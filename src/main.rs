use std::sync::Arc;

use anyhow::{Context, Result};
use log::{error, info, warn};

use fieldnote::config::Config;
use fieldnote::logger::Logger;
use fieldnote::remote::HttpRemote;
use fieldnote::session::Session;
use fieldnote::storage::LocalStorage;
use fieldnote::sync::scheduler::{Scheduler, SchedulerOptions};
use fieldnote::sync::SyncService;

#[tokio::main]
async fn main() -> Result<()> {
    if std::env::args().skip(1).any(|arg| arg == "--init-config") {
        let path = Config::get_default_config_path()?;
        Config::generate_default_config(&path)?;
        return Ok(());
    }

    let config = Config::load()?;

    let logger = Logger::from_config(&config.logging)?;
    logger.install()?;

    let storage = match config.storage.resolved_database_path()? {
        Some(path) => LocalStorage::open(&path).await?,
        None => LocalStorage::in_memory().await?,
    };

    let session = Session::new();
    match (
        std::env::var(&config.remote.user_id_env),
        std::env::var(&config.remote.api_token_env),
    ) {
        (Ok(user_id), Ok(token)) if !user_id.is_empty() && !token.is_empty() => {
            session.login(user_id, token);
        }
        _ => {
            eprintln!(
                "❌ Error: {} and {} must be set to sync",
                config.remote.user_id_env, config.remote.api_token_env
            );
            eprintln!("\n💡 Local data stays available; sync resumes once both are set.");
            warn!("Starting without a session");
        }
    }

    let remote = HttpRemote::new(&config.remote.base_url, config.remote.timeout(), session.clone())
        .context("Failed to build the remote client")?;
    info!("fieldnote {} syncing against {}", env!("CARGO_PKG_VERSION"), remote.base_url());
    let service = SyncService::new(&storage, Arc::new(remote), session).await?;
    let scheduler = Scheduler::start(service, SchedulerOptions::from(&config.sync));

    if let Err(e) = tokio::signal::ctrl_c().await {
        error!("Failed to listen for Ctrl-C: {e}");
    }
    info!("Shutting down");
    scheduler.shutdown().await;

    Ok(())
}
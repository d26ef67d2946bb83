//! Kanban board shells. Columns and cards live in their own tables.

use sea_orm::entity::prelude::*;
use serde::{Deserialize, Serialize};

use super::{Ownership, SyncStatus};
use crate::kinds::EntityKind;

#[derive(Clone, Debug, PartialEq, DeriveEntityModel, Serialize, Deserialize)]
#[sea_orm(table_name = "boards")]
#[serde(rename_all = "camelCase")]
pub struct Model {
    #[sea_orm(primary_key, auto_increment = false)]
    pub id: String,
    #[serde(default)]
    pub user_id: String,
    #[serde(default)]
    pub title: String,
    #[serde(default)]
    pub description: Option<String>,
    #[serde(default, deserialize_with = "crate::utils::datetime::deserialize_millis")]
    pub created_at: i64,
    #[serde(default, deserialize_with = "crate::utils::datetime::deserialize_millis")]
    pub updated_at: i64,
    #[serde(default)]
    pub sync_status: SyncStatus,
    #[serde(default)]
    pub ownership: Ownership,
}

#[derive(Copy, Clone, Debug, EnumIter, DeriveRelation)]
pub enum Relation {}

impl ActiveModelBehavior for ActiveModel {}

sync_record!(kind: EntityKind::Board, updated_at: updated_at, ownership: ownership);
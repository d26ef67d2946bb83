//! Background triggers for push and pull.
//!
//! Two tasks run per scheduler:
//! - the push task watches the queue count and pushes whenever it grows;
//! - the timer task ticks immediately and then every pull interval, retrying
//!   push (for items left by failed attempts) and running a pull. A sign-in
//!   triggers the same work right away.
//!
//! Push and pull may interleave; the pull's dirty and pending-removal
//! exclusions keep it off anything push still owns.

use std::time::Duration;

use log::{debug, info, warn};
use tokio::sync::watch;
use tokio::task::JoinHandle;
use tokio::time::MissedTickBehavior;

use super::{SyncOutcome, SyncService};
use crate::config::SyncConfig;

#[derive(Clone, Copy, Debug, PartialEq, Eq)]
pub struct SchedulerOptions {
    pub pull_interval: Duration,
    pub push_on_change: bool,
}

impl From<&SyncConfig> for SchedulerOptions {
    fn from(config: &SyncConfig) -> Self {
        Self {
            pull_interval: Duration::from_secs(config.pull_interval_secs),
            push_on_change: config.push_on_change,
        }
    }
}

pub struct Scheduler;

impl Scheduler {
    /// Spawns the background tasks. Must be called within a tokio runtime.
    pub fn start(service: SyncService, options: SchedulerOptions) -> SchedulerHandle {
        let (stop_tx, stop_rx) = watch::channel(false);
        let mut tasks = Vec::new();

        if options.push_on_change {
            tasks.push(tokio::spawn(push_loop(service.clone(), stop_rx.clone())));
        }
        tasks.push(tokio::spawn(timer_loop(service, options.pull_interval, stop_rx)));

        info!(
            "Scheduler started (pull every {}s, push on change: {})",
            options.pull_interval.as_secs(),
            options.push_on_change
        );
        SchedulerHandle { stop: stop_tx, tasks }
    }
}

/// Owner of the scheduler's tasks.
pub struct SchedulerHandle {
    stop: watch::Sender<bool>,
    tasks: Vec<JoinHandle<()>>,
}

impl SchedulerHandle {
    /// Signals both tasks to stop and waits for them. A push or pull already
    /// in flight finishes first.
    pub async fn shutdown(self) {
        let _ = self.stop.send(true);
        for task in self.tasks {
            if let Err(e) = task.await {
                warn!("Scheduler task ended abnormally: {e}");
            }
        }
        info!("Scheduler stopped");
    }
}

async fn push_loop(service: SyncService, mut stop: watch::Receiver<bool>) {
    let mut pending = service.queue().subscribe();
    // Queue count left behind by our own runs: retained items and other
    // users' items. Only growth past it is new work.
    let mut floor = 0;

    loop {
        loop {
            let count = *pending.borrow_and_update();
            if count <= floor {
                floor = count;
                break;
            }
            floor = push_until_settled(&service).await;
        }

        tokio::select! {
            _ = stop.changed() => break,
            changed = pending.changed() => {
                if changed.is_err() {
                    break;
                }
            }
        }
    }
    debug!("Push task stopped");
}

/// Pushes until a run leaves nothing but retained items behind. A run
/// already in flight is waited out rather than skipped, since it may have
/// read the queue before the newest items were added. Returns the queue
/// count observed after the last run.
async fn push_until_settled(service: &SyncService) -> u64 {
    loop {
        let outcome = service.push().await;
        let retained = match &outcome {
            SyncOutcome::AlreadyRunning => {
                debug!("Push in flight, running again once it ends");
                service.push_idle().await;
                continue;
            }
            SyncOutcome::Completed(report) => Some(report.retained),
            _ => None,
        };
        log_push(&outcome);

        let floor = service.queue().pending();
        let (Some(retained), Some(user_id)) = (retained, service.session().user_id()) else {
            return floor;
        };
        match service.queue().len_for_user(&user_id).await {
            // Items queued while the run was going
            Ok(queued) if queued > retained as u64 => continue,
            Ok(_) => return floor,
            Err(e) => {
                warn!("Could not recount the queue: {e:#}");
                return floor;
            }
        }
    }
}

async fn timer_loop(service: SyncService, interval: Duration, mut stop: watch::Receiver<bool>) {
    let mut ticker = tokio::time::interval(interval);
    ticker.set_missed_tick_behavior(MissedTickBehavior::Delay);
    let mut session = service.session().subscribe();

    loop {
        tokio::select! {
            _ = stop.changed() => break,
            _ = ticker.tick() => sync_now(&service).await,
            changed = session.changed() => {
                if changed.is_err() {
                    break;
                }
                let signed_in = session.borrow_and_update().is_some();
                if signed_in {
                    info!("Session started, syncing now");
                    sync_now(&service).await;
                    ticker.reset();
                }
            }
        }
    }
    debug!("Timer task stopped");
}

/// Retries pending pushes, then pulls.
async fn sync_now(service: &SyncService) {
    if service.queue().pending() > 0 {
        log_push(&service.push().await);
    }
    match service.pull().await {
        SyncOutcome::Completed(report) if !report.failed.is_empty() => {
            warn!("Pull completed with failures: {:?}", report.failed);
        }
        SyncOutcome::Failed(message) => warn!("Pull failed: {message}"),
        _ => {}
    }
}

fn log_push(outcome: &SyncOutcome<super::PushReport>) {
    match outcome {
        SyncOutcome::AlreadyRunning => debug!("Push skipped, another run is in flight"),
        SyncOutcome::NoSession => debug!("Push skipped, no session"),
        SyncOutcome::Failed(message) => warn!("Push failed: {message}"),
        SyncOutcome::Completed(report) if report.retained > 0 => {
            debug!("{} mutations left for the next attempt", report.retained);
        }
        SyncOutcome::Completed(_) => {}
    }
}
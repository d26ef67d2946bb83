//! Document operations: create, edit, trash/purge and full-content refresh.

use anyhow::{bail, Result};
use log::debug;
use sea_orm::TransactionTrait;
use serde_json::{json, Value};
use uuid::Uuid;

use super::SyncService;
use crate::entities::document;
use crate::entities::mutation::MutationType;
use crate::entities::{Ownership, SyncStatus};
use crate::kinds::EntityKind;
use crate::remote::ApiRequest;
use crate::utils::now_millis;

impl SyncService {
    /// Creates a document with a fresh client id.
    pub async fn create_document(
        &self,
        title: &str,
        content: &str,
        container_id: Option<&str>,
    ) -> Result<document::Model> {
        let now = now_millis();
        self.create(document::Model {
            id: Uuid::new_v4().to_string(),
            user_id: String::new(),
            container_id: container_id.map(str::to_owned),
            title: title.to_owned(),
            content: content.to_owned(),
            is_pinned: false,
            is_trashed: false,
            created_at: now,
            updated_at: now,
            sync_status: SyncStatus::Created,
            ownership: Ownership::Owned,
        })
        .await
    }

    pub async fn update_document_content(&self, id: &str, content: &str) -> Result<document::Model> {
        self.update::<document::Model>(id, json!({ "content": content })).await
    }

    pub async fn rename_document(&self, id: &str, title: &str) -> Result<document::Model> {
        self.update::<document::Model>(id, json!({ "title": title })).await
    }

    /// Soft delete: the document stays in the replica flagged as trashed.
    pub async fn trash_document(&self, id: &str) -> Result<document::Model> {
        self.mutate_record::<document::Model, _>(id, MutationType::Trash, |doc| {
            if doc.is_trashed {
                bail!("document {} is already in the trash", doc.id);
            }
            doc.is_trashed = true;
            Ok(())
        })
        .await
    }

    /// Hard delete of a trashed document.
    ///
    /// # Errors
    /// Returns an error if the document is not in the trash.
    pub async fn purge_document(&self, id: &str) -> Result<bool> {
        self.remove_record::<document::Model, _>(id, MutationType::PurgeTrashed, |doc| {
            if !doc.is_trashed {
                bail!("document {} must be trashed before it can be purged", doc.id);
            }
            Ok(())
        })
        .await
    }

    /// The current user's documents outside the trash, pinned first, most
    /// recently edited next.
    pub async fn documents(&self) -> Result<Vec<document::Model>> {
        let user_id = self.require_user()?;
        let mut docs = self
            .replica
            .query::<document::Model, _>(|doc| !doc.is_trashed && (doc.user_id == user_id || doc.ownership == Ownership::Shared))
            .await?;
        docs.sort_by(|a, b| b.is_pinned.cmp(&a.is_pinned).then(b.updated_at.cmp(&a.updated_at)));
        Ok(docs)
    }

    pub async fn trashed_documents(&self) -> Result<Vec<document::Model>> {
        let user_id = self.require_user()?;
        self.replica
            .query::<document::Model, _>(|doc| doc.is_trashed && doc.user_id == user_id)
            .await
    }

    /// Fetches one document's full detail, content included, and stores it
    /// unless local edits are still pending. Returns whether it was stored.
    pub async fn refresh_document(&self, id: &str) -> Result<bool> {
        let descriptor = EntityKind::Document.descriptor();
        let detail = self.remote.send(ApiRequest::get(descriptor.detail_path(id))).await?;
        let Value::Object(mut map) = detail else {
            bail!("document {id} detail is not an object");
        };

        let table = EntityKind::Document.table();
        let txn = self.replica.connection().begin().await?;
        let Some(local) = table.header(&txn, id).await? else {
            txn.commit().await?;
            return Ok(false);
        };
        if local.sync_status != SyncStatus::Synced {
            debug!("document {id} has pending edits, keeping local content");
            txn.commit().await?;
            return Ok(false);
        }

        let ownership = match local.ownership {
            Ownership::Owned => "owned",
            Ownership::Shared => "shared",
        };
        map.insert("syncStatus".to_string(), Value::from("synced"));
        map.insert("ownership".to_string(), Value::from(ownership));
        map.entry("userId").or_insert_with(|| Value::from(local.user_id.clone()));
        let value = Value::Object(map);
        table.validate(&value)?;
        table.put_value(&txn, value).await?;
        txn.commit().await?;

        self.replica.publish(EntityKind::Document, vec![id.to_owned()]);
        Ok(true)
    }
}
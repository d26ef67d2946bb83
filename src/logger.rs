//! Process-wide logging.
//!
//! Call sites use the `log` macros. [`Logger::install`] routes them through a
//! `fern` dispatch to an optional log file and to an in-memory ring of recent
//! lines that a frontend can display.

use std::collections::VecDeque;
use std::path::{Path, PathBuf};
use std::sync::{Arc, Mutex, PoisonError};

use anyhow::{Context, Result};
use chrono::Local;
use log::LevelFilter;

use crate::config::{Config, LoggingConfig};
use crate::constants::{LOG_BUFFER_CAPACITY, LOG_FILE_NAME};

/// Shared logger that can be used across the application
#[derive(Clone)]
pub struct Logger {
    logs: Arc<Mutex<VecDeque<String>>>,
    level: LevelFilter,
    log_file: Option<PathBuf>,
}

impl Logger {
    /// In-memory only, `info` and above.
    pub fn new() -> Self {
        Self {
            logs: Arc::new(Mutex::new(VecDeque::with_capacity(LOG_BUFFER_CAPACITY))),
            level: LevelFilter::Info,
            log_file: None,
        }
    }

    /// Builds a logger from the `[logging]` section. File logging goes to
    /// [`Logger::get_log_file_path`].
    pub fn from_config(config: &LoggingConfig) -> Result<Self> {
        let mut logger = Self::new();
        logger.level = config.level_filter();
        if config.enabled && config.file {
            logger.log_file = Some(Self::get_log_file_path()?);
        }
        Ok(logger)
    }

    /// Redirects file output to `path`.
    pub fn with_log_file(mut self, path: impl Into<PathBuf>) -> Self {
        self.log_file = Some(path.into());
        self
    }

    pub fn is_enabled(&self) -> bool {
        self.level != LevelFilter::Off
    }

    pub fn level(&self) -> LevelFilter {
        self.level
    }

    pub fn log_file(&self) -> Option<&Path> {
        self.log_file.as_deref()
    }

    /// Fern dispatch feeding the log file and the in-memory ring.
    ///
    /// Levels are filtered once at the top. File lines carry a timestamp,
    /// level and target; the ring keeps the bare message.
    pub fn dispatch(&self) -> Result<fern::Dispatch> {
        let mut dispatch = fern::Dispatch::new()
            .level(self.level)
            // sqlx and sea-orm are chatty at info
            .level_for("sqlx", LevelFilter::Warn)
            .level_for("sea_orm", LevelFilter::Warn);

        if let Some(path) = &self.log_file {
            if let Some(parent) = path.parent() {
                std::fs::create_dir_all(parent)
                    .with_context(|| format!("Failed to create log directory: {}", parent.display()))?;
            }
            let file = fern::log_file(path)
                .with_context(|| format!("Failed to open log file: {}", path.display()))?;
            dispatch = dispatch.chain(
                fern::Dispatch::new()
                    .format(|out, message, record| {
                        out.finish(format_args!(
                            "[{} {:<5} {}] {}",
                            Local::now().format("%Y-%m-%d %H:%M:%S%.3f"),
                            record.level(),
                            record.target(),
                            message
                        ))
                    })
                    .chain(file),
            );
        }

        let logs = Arc::clone(&self.logs);
        dispatch = dispatch.chain(fern::Dispatch::new().chain(fern::Output::call(move |record| {
            push_line(&logs, record.args().to_string());
        })));

        Ok(dispatch)
    }

    /// Installs this logger as the global `log` backend. Only the first call
    /// in a process succeeds.
    pub fn install(&self) -> Result<()> {
        self.dispatch()?
            .apply()
            .context("A global logger is already installed")
    }

    /// Add a log entry directly to the in-memory ring
    pub fn log(&self, message: String) {
        let line = format!("[{}] {}", Local::now().format("%H:%M:%S%.3f"), message);
        push_line(&self.logs, line);
    }

    /// Recent lines, newest first
    pub fn recent_logs(&self) -> Vec<String> {
        let logs = self.logs.lock().unwrap_or_else(PoisonError::into_inner);
        logs.iter().rev().cloned().collect()
    }

    /// Clear all logs
    pub fn clear(&self) {
        self.logs.lock().unwrap_or_else(PoisonError::into_inner).clear();
    }

    /// Default log file location under the data directory
    pub fn get_log_file_path() -> Result<PathBuf> {
        Ok(Config::get_data_dir()?.join(LOG_FILE_NAME))
    }
}

impl Default for Logger {
    fn default() -> Self {
        Self::new()
    }
}

fn push_line(logs: &Mutex<VecDeque<String>>, line: String) {
    let mut logs = logs.lock().unwrap_or_else(PoisonError::into_inner);
    if logs.len() == LOG_BUFFER_CAPACITY {
        logs.pop_front();
    }
    logs.push_back(line);
}
//! Synchronization service: the reconciliation core between the local
//! replica and the remote store.
//!
//! [`SyncService`] owns the pieces every sync operation needs and is split
//! across submodules the same way the work is:
//! - [`local`]: the optimistic write path (replica write + queued mutation)
//! - [`push`]: replays the mutation queue against the remote API
//! - [`pull`]: merges server collections into the replica
//! - [`documents`], [`boards`], [`checklists`]: per-kind conveniences
//! - [`scheduler`]: background triggers for push and pull
//!
//! Push and pull never return errors to their callers. Failures are logged
//! and reported through [`SyncOutcome`]; the queue stays the durable work
//! list, so anything that failed is retried on the next trigger.

pub mod boards;
pub mod checklists;
pub mod documents;
pub mod gate;
pub mod local;
pub mod pull;
pub mod push;
pub mod scheduler;

use std::sync::Arc;

use anyhow::Result;
use log::info;

use crate::queue::MutationQueue;
use crate::remote::RemoteApi;
use crate::replica::LocalReplica;
use crate::session::Session;
use crate::storage::LocalStorage;

pub use gate::{RunGate, RunState};
pub use pull::PullReport;
pub use push::PushReport;
pub use scheduler::{Scheduler, SchedulerHandle};

/// Result of a push or pull invocation.
#[derive(Clone, Debug, PartialEq, Eq)]
pub enum SyncOutcome<T> {
    /// Nobody is signed in; nothing was touched.
    NoSession,
    /// Another run held the gate; this invocation was dropped.
    AlreadyRunning,
    /// The run aborted before finishing, e.g. the queue could not be read.
    Failed(String),
    Completed(T),
}

impl<T> SyncOutcome<T> {
    pub fn completed(self) -> Option<T> {
        match self {
            Self::Completed(report) => Some(report),
            _ => None,
        }
    }
}

/// Data layer for the application: local reads and writes plus background
/// reconciliation with the remote store.
#[derive(Clone)]
pub struct SyncService {
    replica: LocalReplica,
    queue: MutationQueue,
    remote: Arc<dyn RemoteApi>,
    session: Session,
    push_gate: RunGate,
}

impl SyncService {
    /// Creates a service over an opened storage.
    ///
    /// # Errors
    /// Returns an error if the mutation queue cannot be read.
    pub async fn new(storage: &LocalStorage, remote: Arc<dyn RemoteApi>, session: Session) -> Result<Self> {
        let replica = LocalReplica::new(storage.conn.clone());
        let queue = MutationQueue::open(storage.conn.clone()).await?;

        Ok(Self {
            replica,
            queue,
            remote,
            session,
            push_gate: RunGate::new(),
        })
    }

    pub fn replica(&self) -> &LocalReplica {
        &self.replica
    }

    pub fn queue(&self) -> &MutationQueue {
        &self.queue
    }

    pub fn session(&self) -> &Session {
        &self.session
    }

    /// Whether a push run currently holds the gate.
    pub fn is_pushing(&self) -> bool {
        self.push_gate.is_running()
    }

    /// Resolves once no push run is in flight.
    pub async fn push_idle(&self) {
        self.push_gate.idle().await;
    }

    pub fn login(&self, user_id: impl Into<String>, access_token: impl Into<String>) {
        let user_id = user_id.into();
        info!("Signed in as {user_id}");
        self.session.login(user_id, access_token);
    }

    /// Ends the session. With `discard_pending`, the departing user's queued
    /// mutations are dropped; otherwise they stay partitioned under their
    /// user id and replay only once that user signs in again.
    pub async fn logout(&self, discard_pending: bool) -> Result<()> {
        let Some(previous) = self.session.logout() else {
            return Ok(());
        };
        info!("Signed out {}", previous.user_id);

        if discard_pending {
            let dropped = self.queue.clear_user(&previous.user_id).await?;
            if dropped > 0 {
                info!("Discarded {dropped} pending mutations of {}", previous.user_id);
            }
        }
        Ok(())
    }

    fn require_user(&self) -> Result<String> {
        self.session
            .user_id()
            .ok_or_else(|| anyhow::anyhow!("No user is signed in"))
    }
}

*WHAT TO WORK ON:* Copy every line from the material in which the word "match" can be found.

*FINISHED TASK:*
    let storage = match config.storage.resolved_database_path()? {
    match (
        let retained = match &outcome {
        match service.queue().len_for_user(&user_id).await {
    match service.pull().await {
    match outcome {
        let ownership = match local.ownership {
        match self {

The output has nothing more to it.